- Extracted information
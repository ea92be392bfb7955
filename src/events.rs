//! Commands the host sends in and events the simulation sends out.

use bitflags::bitflags;
use glam::IVec2;
use strum_macros::{AsRefStr, Display};

use crate::map::direction::Direction;
use crate::systems::powerup::PowerUpKind;
use crate::systems::state::GameStage;

#[derive(Clone, Copy, Debug, PartialEq, Eq)]
pub enum GameCommand {
    MovePlayer(Direction),
    Start,
    Pause,
    Resume,
    TogglePause,
    /// Back to Idle with a fresh session.
    Reset,
    /// Reset and start in one step.
    Restart,
}

/// Why a score event was raised.
#[derive(Clone, Copy, Debug, PartialEq, Eq, Hash, AsRefStr, Display)]
pub enum ScoreReason {
    Pellet,
    PowerPellet,
    Combo,
    GhostConsumed,
    LevelClear,
    PowerUp,
    LifeLost,
}

/// A change to the score and lives, reported to the host for display.
#[derive(Clone, Copy, Debug, PartialEq, Eq)]
pub struct ScoreEvent {
    pub score_delta: u32,
    pub lives_delta: i32,
    pub reason: ScoreReason,
}

impl ScoreEvent {
    pub fn points(score_delta: u32, reason: ScoreReason) -> Self {
        Self {
            score_delta,
            lives_delta: 0,
            reason,
        }
    }
}

/// Sound cues for the host's audio layer. The simulation never plays sound itself.
#[derive(Clone, Copy, Debug, PartialEq, Eq, Hash, AsRefStr, Display)]
#[strum(serialize_all = "snake_case")]
pub enum SoundCue {
    Eat,
    Power,
    Combo,
    GhostEaten,
    Death,
    LevelClear,
    PowerUp,
    GameOver,
}

/// The final result of a session, handed to the host when the game ends.
#[derive(Clone, Copy, Debug, PartialEq, Eq)]
pub struct FinalSnapshot {
    pub score: u32,
    pub level: u32,
}

#[derive(Clone, Debug, PartialEq)]
pub enum GameEvent {
    Score(ScoreEvent),
    Sound(SoundCue),
    StageChanged { from: GameStage, to: GameStage },
    LevelStarted { level: u32 },
    PowerModeChanged(bool),
    PowerUpSpawned { kind: PowerUpKind, cell: IVec2 },
    PowerUpCollected(PowerUpKind),
    GameOver(FinalSnapshot),
}

impl From<ScoreEvent> for GameEvent {
    fn from(event: ScoreEvent) -> Self {
        GameEvent::Score(event)
    }
}

impl From<SoundCue> for GameEvent {
    fn from(cue: SoundCue) -> Self {
        GameEvent::Sound(cue)
    }
}

bitflags! {
    /// A summary of what happened during a single tick.
    #[derive(Clone, Copy, Debug, Default, PartialEq, Eq)]
    pub struct TickOutcome: u16 {
        const PELLET = 1 << 0;
        const POWER_PELLET = 1 << 1;
        const COMBO = 1 << 2;
        const GHOST_CONSUMED = 1 << 3;
        const LIFE_LOST = 1 << 4;
        const LEVEL_CLEARED = 1 << 5;
        const GAME_OVER = 1 << 6;
        const POWER_ENDED = 1 << 7;
        const POWER_UP = 1 << 8;
    }
}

- Your objective
Look for the string "systems" in the data above and return every line that has it.

- Task output
use crate::systems::powerup::PowerUpKind;
use crate::systems::state::GameStage;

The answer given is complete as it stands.